TASK GOAL:
Line by line, count where the string "warn" appears in the listing, then give the number of such lines alone.

■ ■ ■ ■ ■ ■ ■

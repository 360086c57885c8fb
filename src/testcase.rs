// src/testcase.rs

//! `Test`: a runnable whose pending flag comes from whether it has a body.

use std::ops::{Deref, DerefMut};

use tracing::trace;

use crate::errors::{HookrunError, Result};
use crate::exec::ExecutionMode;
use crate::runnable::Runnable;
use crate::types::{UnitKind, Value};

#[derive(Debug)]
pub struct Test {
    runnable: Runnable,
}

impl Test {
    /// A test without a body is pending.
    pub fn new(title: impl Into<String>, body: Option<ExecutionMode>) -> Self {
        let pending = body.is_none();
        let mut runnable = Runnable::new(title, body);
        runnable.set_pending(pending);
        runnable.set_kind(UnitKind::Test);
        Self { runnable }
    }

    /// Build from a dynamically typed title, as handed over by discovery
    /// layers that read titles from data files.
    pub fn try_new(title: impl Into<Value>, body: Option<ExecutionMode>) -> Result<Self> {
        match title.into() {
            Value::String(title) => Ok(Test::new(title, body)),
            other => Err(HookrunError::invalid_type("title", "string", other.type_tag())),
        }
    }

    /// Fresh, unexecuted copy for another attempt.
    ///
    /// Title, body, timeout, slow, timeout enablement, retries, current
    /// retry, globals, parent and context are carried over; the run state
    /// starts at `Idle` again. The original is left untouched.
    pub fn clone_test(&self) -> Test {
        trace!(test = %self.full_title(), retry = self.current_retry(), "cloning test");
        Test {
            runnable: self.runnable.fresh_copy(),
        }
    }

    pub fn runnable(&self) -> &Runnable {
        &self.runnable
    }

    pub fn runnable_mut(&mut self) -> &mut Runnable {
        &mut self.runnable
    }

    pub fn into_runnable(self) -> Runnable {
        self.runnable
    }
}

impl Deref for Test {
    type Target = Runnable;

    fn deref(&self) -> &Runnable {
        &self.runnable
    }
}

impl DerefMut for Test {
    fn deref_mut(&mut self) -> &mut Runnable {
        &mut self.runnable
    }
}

■ ■ ■ ■ ■ ■ ■

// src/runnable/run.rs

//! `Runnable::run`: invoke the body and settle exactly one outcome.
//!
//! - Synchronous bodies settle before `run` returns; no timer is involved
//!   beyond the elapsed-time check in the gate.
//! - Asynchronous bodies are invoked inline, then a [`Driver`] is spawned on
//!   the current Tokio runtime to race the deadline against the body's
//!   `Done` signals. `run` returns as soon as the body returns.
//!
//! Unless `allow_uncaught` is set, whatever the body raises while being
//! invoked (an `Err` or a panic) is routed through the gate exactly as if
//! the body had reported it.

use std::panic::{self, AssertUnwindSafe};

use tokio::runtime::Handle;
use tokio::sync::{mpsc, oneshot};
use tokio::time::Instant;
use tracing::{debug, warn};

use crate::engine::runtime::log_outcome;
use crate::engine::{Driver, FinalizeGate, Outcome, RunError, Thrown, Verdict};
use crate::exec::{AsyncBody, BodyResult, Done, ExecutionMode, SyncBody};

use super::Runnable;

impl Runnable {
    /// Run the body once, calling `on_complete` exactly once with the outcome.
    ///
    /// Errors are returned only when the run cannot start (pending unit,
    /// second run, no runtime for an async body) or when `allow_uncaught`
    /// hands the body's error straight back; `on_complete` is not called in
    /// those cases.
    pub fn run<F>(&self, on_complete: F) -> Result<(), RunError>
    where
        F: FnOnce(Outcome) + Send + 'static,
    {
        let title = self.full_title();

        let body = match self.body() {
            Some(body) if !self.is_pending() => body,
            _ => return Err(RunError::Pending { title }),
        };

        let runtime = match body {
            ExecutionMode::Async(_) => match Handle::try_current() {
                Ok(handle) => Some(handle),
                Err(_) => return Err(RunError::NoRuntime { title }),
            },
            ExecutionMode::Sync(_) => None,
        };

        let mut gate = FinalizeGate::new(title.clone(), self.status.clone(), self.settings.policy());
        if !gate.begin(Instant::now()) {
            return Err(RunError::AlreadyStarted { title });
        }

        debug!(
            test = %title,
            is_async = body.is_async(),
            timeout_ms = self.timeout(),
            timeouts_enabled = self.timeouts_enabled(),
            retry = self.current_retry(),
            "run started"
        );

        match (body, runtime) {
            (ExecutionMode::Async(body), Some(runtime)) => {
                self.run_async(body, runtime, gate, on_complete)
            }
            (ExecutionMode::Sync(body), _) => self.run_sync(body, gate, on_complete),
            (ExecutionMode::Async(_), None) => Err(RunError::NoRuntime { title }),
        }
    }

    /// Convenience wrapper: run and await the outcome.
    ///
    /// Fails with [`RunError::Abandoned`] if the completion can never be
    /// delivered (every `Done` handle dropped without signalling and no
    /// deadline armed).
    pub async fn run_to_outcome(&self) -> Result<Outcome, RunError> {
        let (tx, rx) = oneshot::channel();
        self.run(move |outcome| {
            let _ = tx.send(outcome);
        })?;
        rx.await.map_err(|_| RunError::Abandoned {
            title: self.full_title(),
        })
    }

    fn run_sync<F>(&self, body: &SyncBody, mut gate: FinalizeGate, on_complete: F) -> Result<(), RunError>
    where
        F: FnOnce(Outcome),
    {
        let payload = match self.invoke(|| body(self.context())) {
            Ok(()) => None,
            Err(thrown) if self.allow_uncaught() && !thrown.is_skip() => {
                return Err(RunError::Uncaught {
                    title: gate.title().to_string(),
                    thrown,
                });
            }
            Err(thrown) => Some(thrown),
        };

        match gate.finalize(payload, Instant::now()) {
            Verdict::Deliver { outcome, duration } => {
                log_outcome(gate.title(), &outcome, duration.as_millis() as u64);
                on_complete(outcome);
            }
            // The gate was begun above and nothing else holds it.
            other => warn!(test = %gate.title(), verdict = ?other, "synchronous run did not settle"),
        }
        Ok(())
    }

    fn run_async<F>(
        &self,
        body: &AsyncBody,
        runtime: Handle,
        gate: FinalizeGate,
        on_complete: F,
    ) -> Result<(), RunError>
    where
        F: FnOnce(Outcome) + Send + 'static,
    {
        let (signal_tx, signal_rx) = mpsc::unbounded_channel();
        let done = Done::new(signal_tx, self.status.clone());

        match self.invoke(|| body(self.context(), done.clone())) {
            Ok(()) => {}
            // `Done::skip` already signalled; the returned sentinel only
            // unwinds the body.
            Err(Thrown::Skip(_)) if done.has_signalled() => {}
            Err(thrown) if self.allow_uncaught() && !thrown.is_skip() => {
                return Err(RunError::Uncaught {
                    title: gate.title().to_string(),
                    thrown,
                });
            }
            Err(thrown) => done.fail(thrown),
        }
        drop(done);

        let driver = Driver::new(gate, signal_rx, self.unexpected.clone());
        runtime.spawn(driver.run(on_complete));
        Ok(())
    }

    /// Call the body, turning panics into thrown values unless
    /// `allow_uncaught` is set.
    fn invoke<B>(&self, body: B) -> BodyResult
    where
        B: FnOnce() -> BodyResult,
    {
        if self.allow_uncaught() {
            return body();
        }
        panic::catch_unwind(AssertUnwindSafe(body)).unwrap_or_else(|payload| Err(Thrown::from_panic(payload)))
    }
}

■ ■ ■ ■ ■ ■ ■

YOUR RESPONSE:
2